***** Provided information

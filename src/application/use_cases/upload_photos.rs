use std::sync::Arc;
use tracing::{info, warn};

use crate::{
    application::{
        dto::{DropSelection, PhotoBatchReport, UploadFailure},
        error::{MediaError, MediaKind},
    },
    domain::{entities::ListingId, repositories::AssetStore, value_objects::MediaFile},
};

/// Keep image files within the size limit, in drop order
pub fn select_droppable_photos(files: Vec<MediaFile>, max_photo_size: u64) -> DropSelection {
    let mut selection = DropSelection::default();

    for file in files {
        if !file.is_image() {
            selection.excluded.push(UploadFailure {
                reason: format!("{} is not an image", file.content_type),
                filename: file.filename,
            });
        } else if file.size() > max_photo_size {
            selection.excluded.push(UploadFailure {
                reason: format!("File is larger than {} MB", max_photo_size / (1024 * 1024)),
                filename: file.filename,
            });
        } else {
            selection.accepted.push(file);
        }
    }

    selection
}

/// Use case for uploading a batch of photos to one listing
///
/// Files are uploaded one at a time so the server, which appends in arrival
/// order, assigns positions in submission order. A failed file never stops
/// the rest of the batch.
pub struct UploadPhotosUseCase<S>
where
    S: AssetStore + ?Sized,
{
    store: Arc<S>,
    max_photos: usize,
}

impl<S> UploadPhotosUseCase<S>
where
    S: AssetStore + ?Sized,
{
    pub fn new(store: Arc<S>, max_photos: usize) -> Self {
        Self { store, max_photos }
    }

    /// Upload `files` to a listing that currently holds `current_count` photos
    ///
    /// # Errors
    /// * `CapacityExceeded` - the listing has no free photo slot
    ///
    /// Per-file failures are collected in the report instead.
    pub async fn execute(
        &self,
        listing: &ListingId,
        current_count: usize,
        files: Vec<MediaFile>,
    ) -> Result<PhotoBatchReport, MediaError> {
        let remaining = self.max_photos.saturating_sub(current_count);
        if remaining == 0 {
            warn!(
                listing = %listing,
                current_count,
                "Rejecting photo batch, listing is at its {} photo limit",
                self.max_photos
            );
            return Err(MediaError::CapacityExceeded {
                kind: MediaKind::Photos,
                limit: self.max_photos,
            });
        }

        let submitted = files.len();
        let mut accepted = files;
        accepted.truncate(remaining);

        let mut report = PhotoBatchReport {
            submitted,
            accepted: accepted.len(),
            dropped: submitted - accepted.len(),
            limit: self.max_photos,
            ..PhotoBatchReport::default()
        };

        if let Some(warning) = report.partial_acceptance_warning() {
            warn!(listing = %listing, dropped = report.dropped, "{}", warning);
        }

        info!(listing = %listing, count = report.accepted, "Uploading photo batch");

        for file in &accepted {
            match self.store.create_photo(listing, file).await {
                Ok(photo) => {
                    info!(
                        listing = %listing,
                        photo_id = %photo.id,
                        position = photo.position,
                        "Uploaded {}",
                        file.filename
                    );
                    report.uploaded.push(photo);
                }
                Err(e) => {
                    warn!(
                        listing = %listing,
                        error_type = e.error_type(),
                        "Failed to upload {}: {}",
                        file.filename,
                        e
                    );
                    report
                        .failures
                        .push(UploadFailure { filename: file.filename.clone(), reason: e.to_string() });
                }
            }
        }

        info!(
            listing = %listing,
            uploaded = report.success_count(),
            failed = report.failure_count(),
            "Photo batch completed"
        );

        Ok(report)
    }
}

#[cfg(test)]
mod tests {
    use super::*;
    use crate::{
        domain::repositories::AssetStoreError,
        test_utils::mocks::{InMemoryAssetStore, image_file, listing_id},
    };
    use claims::{assert_err, assert_ok};

    fn batch(count: usize) -> Vec<MediaFile> {
        (0..count).map(|i| image_file(&format!("photo-{i}.jpg"))).collect()
    }

    #[tokio::test]
    async fn test_batch_truncated_to_remaining_capacity() {
        let store = Arc::new(InMemoryAssetStore::new().with_photo_count(48));
        let use_case = UploadPhotosUseCase::new(store.clone(), 50);

        let report = assert_ok!(use_case.execute(&listing_id(), 48, batch(10)).await);

        assert_eq!(report.submitted, 10);
        assert_eq!(report.accepted, 2);
        assert_eq!(report.dropped, 8);
        assert_eq!(report.success_count(), 2);
        assert!(report.partial_acceptance_warning().unwrap().contains("8 not uploaded"));
        assert_eq!(store.create_photo_calls(), 2);

        let names = store.uploaded_filenames();
        assert_eq!(names, vec!["photo-0.jpg", "photo-1.jpg"]);
    }

    #[tokio::test]
    async fn test_full_listing_rejects_whole_batch() {
        let store = Arc::new(InMemoryAssetStore::new().with_photo_count(50));
        let use_case = UploadPhotosUseCase::new(store.clone(), 50);

        let error = assert_err!(use_case.execute(&listing_id(), 50, batch(3)).await);

        assert_eq!(error, MediaError::CapacityExceeded { kind: MediaKind::Photos, limit: 50 });
        assert_eq!(store.create_photo_calls(), 0);
    }

    #[tokio::test]
    async fn test_failed_file_does_not_abort_batch() {
        let store = Arc::new(InMemoryAssetStore::new().fail_photo_upload(
            "photo-1.jpg",
            AssetStoreError::UploadRejected { message: "Unsupported file type".to_string() },
        ));
        let use_case = UploadPhotosUseCase::new(store.clone(), 50);

        let report = assert_ok!(use_case.execute(&listing_id(), 0, batch(3)).await);

        assert_eq!(report.success_count(), 2);
        assert_eq!(report.failures.len(), 1);
        assert_eq!(report.failures[0].filename, "photo-1.jpg");
        assert!(report.failures[0].reason.contains("Unsupported file type"));
        assert_eq!(store.create_photo_calls(), 3);
    }

    #[tokio::test]
    async fn test_positions_follow_submission_order() {
        let store = Arc::new(InMemoryAssetStore::new());
        let use_case = UploadPhotosUseCase::new(store.clone(), 50);

        let report = assert_ok!(use_case.execute(&listing_id(), 0, batch(4)).await);

        let positions: Vec<u32> = report.uploaded.iter().map(|p| p.position).collect();
        assert_eq!(positions, vec![0, 1, 2, 3]);
    }

    #[test]
    fn test_drop_selection_filters_non_images_and_oversized() {
        let files = vec![
            image_file("front.jpg"),
            MediaFile::new("notes.pdf", "application/pdf", vec![0_u8; 10]),
            MediaFile::new("huge.png", "image/png", vec![0_u8; 2048]),
            image_file("back.jpg"),
        ];

        let selection = select_droppable_photos(files, 1024);

        let accepted: Vec<_> = selection.accepted.iter().map(|f| f.filename.as_str()).collect();
        assert_eq!(accepted, vec!["front.jpg", "back.jpg"]);
        let excluded: Vec<_> = selection.excluded.iter().map(|f| f.filename.as_str()).collect();
        assert_eq!(excluded, vec!["notes.pdf", "huge.png"]);
    }
}
/*
 * options.rs
 * Copyright (c) 2025 Posit, PBC
 */

//! Render options.

use std::path::PathBuf;

use serde::{Deserialize, Serialize};

/// Options for rendering a document part.
///
/// Deserializes from kebab-case keys:
///
/// ```toml
/// cache-dir = ".wordmerge-cache"
/// start-page-number = 3
/// ```
#[derive(Debug, Clone, Default, PartialEq, Eq, Serialize, Deserialize)]
#[serde(rename_all = "kebab-case", default, deny_unknown_fields)]
pub struct RenderOptions {
    /// Directory for the field cache. Discovery is not cached when unset.
    pub cache_dir: Option<PathBuf>,

    /// First page number of the document's body section.
    pub start_page_number: Option<u32>,
}
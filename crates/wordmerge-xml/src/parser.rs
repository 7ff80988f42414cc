//! XML parser that builds arena-backed document trees.

use crate::{Error, Result, XmlAttribute, XmlDocument, XmlElement, XmlNode};
use indextree::{Arena, NodeId};
use quick_xml::Reader;
use quick_xml::events::{BytesDecl, BytesStart, Event};

/// Parse a complete document: an optional declaration and exactly one root
/// element.
///
/// # Errors
///
/// Returns an error if the XML is malformed, empty, or has several roots.
pub fn parse(content: &str) -> Result<XmlDocument> {
    let mut arena = Arena::new();
    let built = TreeBuilder::new(content, &mut arena, Mode::Document).build()?;

    let mut roots = built.top.into_iter();
    let root = roots.next().ok_or(Error::EmptyDocument)?;
    if roots.next().is_some() {
        return Err(Error::MultipleRoots { position: None });
    }

    Ok(XmlDocument::from_parts(arena, root, built.declaration))
}

/// Parse a markup fragment into detached nodes allocated in `arena`.
///
/// The fragment may contain several top-level elements and text. Namespace
/// prefixes do not need to be declared.
pub(crate) fn parse_fragment(content: &str, arena: &mut Arena<XmlNode>) -> Result<Vec<NodeId>> {
    let built = TreeBuilder::new(content, arena, Mode::Fragment).build()?;
    Ok(built.top)
}

#[derive(Debug, Clone, Copy, PartialEq, Eq)]
enum Mode {
    /// Top level accepts only elements; whitespace and prolog nodes are dropped.
    Document,
    /// Top level keeps elements and non-blank text.
    Fragment,
}

struct Built {
    top: Vec<NodeId>,
    declaration: Option<String>,
}

/// Internal parser state.
struct TreeBuilder<'a, 's> {
    /// The quick-xml reader.
    reader: Reader<&'s [u8]>,

    /// Arena receiving the nodes.
    arena: &'a mut Arena<XmlNode>,

    mode: Mode,

    /// Open elements, innermost last.
    stack: Vec<NodeId>,

    /// Completed top-level nodes.
    top: Vec<NodeId>,

    declaration: Option<String>,
}

impl<'a, 's> TreeBuilder<'a, 's> {
    fn new(source: &'s str, arena: &'a mut Arena<XmlNode>, mode: Mode) -> Self {
        let mut reader = Reader::from_str(source);
        reader.config_mut().trim_text_start = false;
        reader.config_mut().trim_text_end = false;

        Self {
            reader,
            arena,
            mode,
            stack: Vec::new(),
            top: Vec::new(),
            declaration: None,
        }
    }

    fn build(mut self) -> Result<Built> {
        loop {
            let event_start = self.reader.buffer_position() as u64;

            match self.reader.read_event() {
                Ok(Event::Start(e)) => {
                    let element = self.parse_element(&e, event_start)?;
                    let node = self.arena.new_node(XmlNode::Element(element));
                    self.attach(node, event_start)?;
                    self.stack.push(node);
                }
                Ok(Event::End(e)) => {
                    let end_name = String::from_utf8_lossy(e.name().as_ref()).to_string();
                    let node = self.stack.pop().ok_or_else(|| Error::InvalidStructure {
                        message: format!("Unexpected closing tag </{}>", end_name),
                        position: Some(event_start),
                    })?;

                    let open_name = match self.arena[node].get() {
                        XmlNode::Element(element) => element.name.clone(),
                        _ => String::new(),
                    };
                    if open_name != end_name {
                        return Err(Error::MismatchedEndTag {
                            expected: open_name,
                            found: end_name,
                            position: Some(event_start),
                        });
                    }
                }
                Ok(Event::Empty(e)) => {
                    let element = self.parse_element(&e, event_start)?;
                    let node = self.arena.new_node(XmlNode::Element(element));
                    self.attach(node, event_start)?;
                }
                Ok(Event::Text(e)) => {
                    let text = e.unescape().map_err(|err| Error::XmlSyntax {
                        message: format!("Invalid text content: {}", err),
                        position: Some(event_start),
                    })?;
                    self.push_text(XmlNode::Text(text.into_owned()), event_start)?;
                }
                Ok(Event::CData(e)) => {
                    let text = String::from_utf8_lossy(e.as_ref()).to_string();
                    self.push_text(XmlNode::CData(text), event_start)?;
                }
                Ok(Event::Decl(e)) => {
                    self.declaration = Some(declaration_text(&e)?);
                }
                Ok(Event::Comment(_) | Event::PI(_) | Event::DocType(_)) => {
                    // Skip comments, processing instructions and DOCTYPE declarations
                }
                Ok(Event::Eof) => break,
                Err(e) => {
                    return Err(Error::XmlSyntax {
                        message: e.to_string(),
                        position: Some(self.reader.error_position()),
                    });
                }
            }
        }

        if let Some(&open) = self.stack.last() {
            let name = match self.arena[open].get() {
                XmlNode::Element(element) => element.name.clone(),
                _ => String::new(),
            };
            return Err(Error::UnexpectedEof {
                expected: format!("closing tag </{}>", name),
            });
        }

        Ok(Built {
            top: self.top,
            declaration: self.declaration,
        })
    }

    /// Attach a freshly created element to the open parent, or record it as a
    /// top-level node.
    fn attach(&mut self, node: NodeId, position: u64) -> Result<()> {
        match self.stack.last() {
            Some(&parent) => {
                parent.append(node, self.arena);
                Ok(())
            }
            None => {
                if self.mode == Mode::Document && !self.top.is_empty() {
                    return Err(Error::MultipleRoots {
                        position: Some(position),
                    });
                }
                self.top.push(node);
                Ok(())
            }
        }
    }

    fn push_text(&mut self, text: XmlNode, position: u64) -> Result<()> {
        match self.stack.last() {
            Some(&parent) => {
                let node = self.arena.new_node(text);
                parent.append(node, self.arena);
                Ok(())
            }
            None => {
                let blank = match &text {
                    XmlNode::Text(content) | XmlNode::CData(content) => content.trim().is_empty(),
                    XmlNode::Element(_) => false,
                };
                match (self.mode, blank) {
                    (_, true) => Ok(()),
                    (Mode::Fragment, false) => {
                        let node = self.arena.new_node(text);
                        self.top.push(node);
                        Ok(())
                    }
                    (Mode::Document, false) => Err(Error::InvalidStructure {
                        message: "Text content outside of the root element".to_string(),
                        position: Some(position),
                    }),
                }
            }
        }
    }

    fn parse_element(&self, e: &BytesStart<'_>, tag_start: u64) -> Result<XmlElement> {
        let name = String::from_utf8_lossy(e.name().as_ref()).to_string();
        let mut attributes = Vec::new();

        for attr_result in e.attributes() {
            let attr = attr_result?;
            let key = String::from_utf8_lossy(attr.key.as_ref()).to_string();
            let value = attr.unescape_value().map_err(|err| Error::XmlSyntax {
                message: format!("Invalid attribute value: {}", err),
                position: Some(tag_start),
            })?;

            attributes.push(XmlAttribute {
                name: key,
                value: value.into_owned(),
            });
        }

        Ok(XmlElement { name, attributes })
    }
}

/// Rebuild the declaration body (`xml version="1.0" ...`) from its parts.
fn declaration_text(decl: &BytesDecl<'_>) -> Result<String> {
    let version = decl.version()?;
    let mut text = format!(r#"xml version="{}""#, String::from_utf8_lossy(&version));

    if let Some(encoding) = decl.encoding() {
        let encoding = encoding?;
        text.push_str(&format!(r#" encoding="{}""#, String::from_utf8_lossy(&encoding)));
    }
    if let Some(standalone) = decl.standalone() {
        let standalone = standalone?;
        text.push_str(&format!(
            r#" standalone="{}""#,
            String::from_utf8_lossy(&standalone)
        ));
    }

    Ok(text)
}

**********

Directions for this task: In the records above, find each line with the string "BytesDecl" and list it.

Task result:
use quick_xml::events::{BytesDecl, BytesStart, Event};
fn declaration_text(decl: &BytesDecl<'_>) -> Result<String> {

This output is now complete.